Verizon’s VoIP patents have become a lucrative source of income for the second-largest phone company in the U.S. After squeezing out $120 million from Vonage, the company has been filing patent infringement lawsuits against all comers — from tiny startups to cable giants like Cox. Today […]

Verizon’s VoIP patents have become a lucrative source of income for the second-largest phone company in the U.S. After squeezing out $120 million from Vonage, the company has been filing patent infringement lawsuits against all comers — from tiny startups to cable giants like Cox. Today Verizon went after Charter Communications.

On the flip side, VoIP Inc., an Altamonte Springs, Fla.-based VoIP provider with a questionable business outlook, is almost out of gas. They owe Verizon about $8 million related to the settlement the two companies agreed to last year. As Fierce VoIP points out.

Unless Verizon believes in fairies, this money is as good as gone because the stock price is now at $0.008, creditors are already in the courts for big debts and VoIP Inc. is admitting it expects to have to write off its only real asset, its network business.

Convicted felon Steve Ivester was involved with VoIP Inc. during its early days when it was making a transition from tea company to Vonage competitor.
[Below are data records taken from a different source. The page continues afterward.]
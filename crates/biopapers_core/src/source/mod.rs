//! Tabular paper sources.
//!
//! # Responsibility
//! - Read the first sheet of a spreadsheet into a header + rows table.
//! - Map table rows onto typed paper records.
//!
//! # Invariants
//! - A table always has a header row; a source without one is an error.
//! - Cells are plain strings; typing happens in column mapping only.
//!
//! # See also
//! - `crate::library` for the fail-soft cache built on these sources.

mod columns;
mod sheet_file;

pub use columns::{parse_year, records_from_table, PaperColumn, COLUMN_ALIASES};
pub use sheet_file::{SheetFile, SheetFormat};

use std::error::Error;
use std::fmt::{Display, Formatter};
use std::path::PathBuf;

pub type SourceResult<T> = Result<T, SourceError>;

/// Data-unavailable failure while reading a paper source.
#[derive(Debug)]
pub enum SourceError {
    Io {
        path: PathBuf,
        source: std::io::Error,
    },
    Csv(csv::Error),
    Workbook(calamine::Error),
    UnsupportedFormat(PathBuf),
    /// Workbook opened but contains no sheets.
    MissingSheet(PathBuf),
    /// First sheet has no header row.
    MissingHeader,
}

impl Display for SourceError {
    fn fmt(&self, f: &mut Formatter<'_>) -> std::fmt::Result {
        match self {
            Self::Io { path, source } => {
                write!(f, "failed to read `{}`: {source}", path.display())
            }
            Self::Csv(err) => write!(f, "malformed csv: {err}"),
            Self::Workbook(err) => write!(f, "malformed workbook: {err}"),
            Self::UnsupportedFormat(path) => {
                write!(f, "unsupported spreadsheet format: `{}`", path.display())
            }
            Self::MissingSheet(path) => write!(f, "workbook `{}` has no sheets", path.display()),
            Self::MissingHeader => write!(f, "sheet has no header row"),
        }
    }
}

impl Error for SourceError {
    fn source(&self) -> Option<&(dyn Error + 'static)> {
        match self {
            Self::Io { source, .. } => Some(source),
            Self::Csv(err) => Some(err),
            Self::Workbook(err) => Some(err),
            Self::UnsupportedFormat(_) | Self::MissingSheet(_) | Self::MissingHeader => None,
        }
    }
}

impl From<csv::Error> for SourceError {
    fn from(value: csv::Error) -> Self {
        Self::Csv(value)
    }
}

impl From<calamine::Error> for SourceError {
    fn from(value: calamine::Error) -> Self {
        Self::Workbook(value)
    }
}

/// First-sheet contents as plain strings.
#[derive(Debug, Clone, Default, PartialEq, Eq)]
pub struct SheetTable {
    pub headers: Vec<String>,
    pub rows: Vec<Vec<String>>,
}

impl SheetTable {
    /// Builds a table from a header row and data rows.
    pub fn new(headers: Vec<String>, rows: Vec<Vec<String>>) -> Self {
        Self { headers, rows }
    }

    /// Splits the first row off as header; `None` when there are no rows.
    pub fn from_rows(mut rows: Vec<Vec<String>>) -> Option<Self> {
        if rows.is_empty() {
            return None;
        }
        let headers = rows.remove(0);
        Some(Self { headers, rows })
    }
}

/// Anything that can produce the raw paper table.
pub trait PaperSource {
    /// Reads the full table. Called at most once per successful load.
    fn read_table(&self) -> SourceResult<SheetTable>;
    /// Short description for diagnostics (path, name).
    fn describe(&self) -> String;
}

impl PaperSource for SheetTable {
    fn read_table(&self) -> SourceResult<SheetTable> {
        Ok(self.clone())
    }

    fn describe(&self) -> String {
        format!("in-memory table ({} rows)", self.rows.len())
    }
}
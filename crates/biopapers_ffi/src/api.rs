//! FFI use-case API for Flutter-facing calls.
//!
//! # Responsibility
//! - Expose the paper engine to Dart via FRB as plain records and strings.
//! - Own the one process-wide paper library.
//!
//! # Invariants
//! - Exported functions must not panic across FFI boundary.
//! - Data-unavailable failures surface as empty results, never errors.
//! - The library is configured at most once; later configuration is rejected.

use biopapers_core::{
    core_version as core_version_inner, init_logging as init_logging_inner,
    parse_organism_filter, ping as ping_inner, respond, top_keywords as top_keywords_inner,
    unique_organisms, unique_years, FailurePolicy, Insights, LibraryConfig, PaperFilter,
    PaperLibrary, PaperQuery, PaperRecord, SheetFile, DEFAULT_KEYWORD_LIMIT,
};
use log::warn;
use std::path::PathBuf;
use std::sync::OnceLock;

const CARD_KEYWORD_CHIPS: usize = 3;
const KEYWORD_LIMIT_MAX: u32 = 100;

static LIBRARY: OnceLock<PaperLibrary<SheetFile>> = OnceLock::new();

/// Minimal health-check API for FRB smoke integration.
///
/// # FFI contract
/// - Sync call, non-blocking.
/// - Never throws; always returns a UTF-8 string.
#[flutter_rust_bridge::frb(sync)]
pub fn ping() -> String {
    ping_inner().to_owned()
}

/// Expose core crate version through FFI.
#[flutter_rust_bridge::frb(sync)]
pub fn core_version() -> String {
    core_version_inner().to_owned()
}

/// Initializes Rust core logging once per process.
///
/// Returns empty string on success and an error message on failure.
#[flutter_rust_bridge::frb(sync)]
pub fn init_logging(level: String, log_dir: String) -> String {
    match init_logging_inner(level.as_str(), log_dir.as_str()) {
        Ok(()) => String::new(),
        Err(err) => err,
    }
}

/// Points the process-wide library at a spreadsheet.
///
/// Input semantics:
/// - `data_path`: spreadsheet path; blank falls back to environment/defaults.
/// - `cache_failures`: pin an empty collection when the first load fails.
///
/// # FFI contract
/// - Sync call; reads nothing until the first load.
/// - Returns empty string on success, error message when a library is
///   already configured.
#[flutter_rust_bridge::frb(sync)]
pub fn configure_library(data_path: String, cache_failures: bool) -> String {
    let mut config = LibraryConfig::from_env();
    let trimmed = data_path.trim();
    if !trimmed.is_empty() {
        config.data_path = PathBuf::from(trimmed);
    }
    if cache_failures {
        config.failure_policy = FailurePolicy::CacheEmpty;
    }

    let requested = config.data_path.clone();
    if LIBRARY.set(PaperLibrary::from_config(&config)).is_err() {
        let active = shared_library().source().path().display().to_string();
        warn!(
            "event=library_configure module=ffi status=rejected active={} requested={}",
            active,
            requested.display()
        );
        return format!("library already configured at `{active}`");
    }
    String::new()
}

/// Paper card projection for list views.
#[derive(Debug, Clone, PartialEq, Eq)]
pub struct PaperCardItem {
    pub id: u32,
    pub title: String,
    /// First author plus `et al.` when there are more.
    pub author_label: String,
    pub authors: String,
    pub year: i32,
    pub organism: String,
    pub keyword_chips: Vec<String>,
    pub keywords: String,
    pub abstract_text: String,
    pub research_focus: String,
    pub limitations: String,
    pub summary: String,
}

/// Result envelope for explore queries.
#[derive(Debug, Clone, PartialEq, Eq)]
pub struct ExploreResponse {
    pub items: Vec<PaperCardItem>,
    /// Total papers in the library, before filtering.
    pub total: u32,
    pub active_filters: u32,
    /// Human-readable count line or input error.
    pub message: String,
}

/// Chart-ready insights envelope.
#[derive(Debug, Clone, PartialEq, Eq)]
pub struct InsightsResponse {
    pub total_papers: u32,
    pub organism_count: u32,
    /// `earliest-latest`, or `-` when no paper is dated.
    pub year_range_label: String,
    pub years: Vec<LabelCount>,
    pub organisms: Vec<LabelCount>,
    pub keywords: Vec<LabelCount>,
}

#[derive(Debug, Clone, PartialEq, Eq)]
pub struct LabelCount {
    pub label: String,
    pub count: u32,
}

/// Loads (or returns the cached) paper collection.
///
/// # FFI contract
/// - Async call on the FRB worker pool; may read the spreadsheet.
/// - Never panics; an unavailable spreadsheet yields an empty list.
pub fn load_papers() -> Vec<PaperCardItem> {
    shared_library().load().iter().map(to_card_item).collect()
}

/// Searches and filters the loaded collection.
///
/// Input semantics:
/// - `text`: free-text search; blank matches everything.
/// - `organism`: organism label or `All`.
/// - `year`: exact year; `None`/`0` means any year.
/// - `keyword`: keyword substring; blank means any keyword.
#[flutter_rust_bridge::frb(sync)]
pub fn explore_papers(
    text: String,
    organism: String,
    year: Option<i32>,
    keyword: String,
) -> ExploreResponse {
    let papers = shared_library().load();
    let organism = match parse_organism_filter(&organism) {
        Ok(organism) => organism,
        Err(err) => {
            return ExploreResponse {
                items: Vec::new(),
                total: count_u32(papers.len()),
                active_filters: 0,
                message: format!("explore_papers failed: {err}"),
            };
        }
    };

    let keyword = keyword.trim();
    let query = PaperQuery {
        text,
        filter: PaperFilter {
            organism,
            year,
            keyword: (!keyword.is_empty()).then(|| keyword.to_string()),
        },
    };
    let items = query
        .apply(papers.iter())
        .into_iter()
        .map(to_card_item)
        .collect::<Vec<_>>();
    let message = match items.len() {
        1 => "1 paper found".to_string(),
        count => format!("{count} papers found"),
    };

    ExploreResponse {
        items,
        total: count_u32(papers.len()),
        active_filters: count_u32(query.active_filter_count()),
        message,
    }
}

/// Known publication years, most recent first.
#[flutter_rust_bridge::frb(sync)]
pub fn facet_years() -> Vec<i32> {
    unique_years(shared_library().load().iter())
}

/// Organism labels present in the collection, alphabetical.
#[flutter_rust_bridge::frb(sync)]
pub fn facet_organisms() -> Vec<String> {
    unique_organisms(shared_library().load().iter())
        .into_iter()
        .map(|organism| organism.label().to_string())
        .collect()
}

/// Most frequent keywords; `None`/`0` uses the default listing size.
#[flutter_rust_bridge::frb(sync)]
pub fn top_keywords(limit: Option<u32>) -> Vec<String> {
    top_keywords_inner(shared_library().load().iter(), normalize_keyword_limit(limit))
}

/// Distributions and totals for the insights view.
#[flutter_rust_bridge::frb(sync)]
pub fn insights() -> InsightsResponse {
    to_insights_response(&Insights::compute(&shared_library().load()))
}

/// Rule-table assistant answer for one chat turn.
///
/// The thinking delay is a UI concern and is not applied here.
#[flutter_rust_bridge::frb(sync)]
pub fn assistant_reply(query: String) -> String {
    respond(&query, &shared_library().load())
}

fn shared_library() -> &'static PaperLibrary<SheetFile> {
    LIBRARY.get_or_init(|| PaperLibrary::from_config(&LibraryConfig::from_env()))
}

fn normalize_keyword_limit(limit: Option<u32>) -> usize {
    match limit {
        None | Some(0) => DEFAULT_KEYWORD_LIMIT,
        Some(value) => value.min(KEYWORD_LIMIT_MAX) as usize,
    }
}

fn count_u32(value: usize) -> u32 {
    u32::try_from(value).unwrap_or(u32::MAX)
}

fn to_card_item(paper: &PaperRecord) -> PaperCardItem {
    PaperCardItem {
        id: paper.id,
        title: paper.title.clone(),
        author_label: paper.lead_author_label(),
        authors: paper.authors.clone(),
        year: paper.year,
        organism: paper.organism.label().to_string(),
        keyword_chips: paper
            .keyword_chips(CARD_KEYWORD_CHIPS)
            .into_iter()
            .map(str::to_string)
            .collect(),
        keywords: paper.keywords.clone(),
        abstract_text: paper.abstract_text.clone(),
        research_focus: paper.research_focus.clone(),
        limitations: paper.limitations.clone(),
        summary: paper.summary.clone(),
    }
}

fn to_insights_response(insights: &Insights) -> InsightsResponse {
    InsightsResponse {
        total_papers: count_u32(insights.total_papers),
        organism_count: count_u32(insights.organism_count()),
        year_range_label: insights
            .year_span
            .map(|span| format!("{}-{}", span.earliest, span.latest))
            .unwrap_or_else(|| "-".to_string()),
        years: insights
            .years
            .iter()
            .map(|entry| LabelCount {
                label: entry.year.to_string(),
                count: count_u32(entry.count),
            })
            .collect(),
        organisms: insights
            .organisms
            .iter()
            .map(|entry| LabelCount {
                label: entry.organism.label().to_string(),
                count: count_u32(entry.count),
            })
            .collect(),
        keywords: insights
            .keywords
            .iter()
            .map(|entry| LabelCount {
                label: entry.keyword.clone(),
                count: count_u32(entry.count),
            })
            .collect(),
    }
}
Over the past 12 months, VoIP Inc.’s stock has tanked — from over $8 a share to less than a penny.

  1. [...] Darth Verizon’s crack legal team has been a busy bunch. They found a money pot in their VoIP patents and they are milking it for all that it is worth. Until there is some kind of a technology shift or a more sensible court ruling, VoIP providers may have to start paying protection money to the big V. Verizon’s VoIP patents have become a lucrative source of income for the second-largest phone company in the U.S. After squeezing out $120 million from Vonage, the company has been filing patent infringement lawsuits against all comers — from tiny startups to cable giants like Cox. Today Verizon went after Charter Communications. (from GigaOm) [...]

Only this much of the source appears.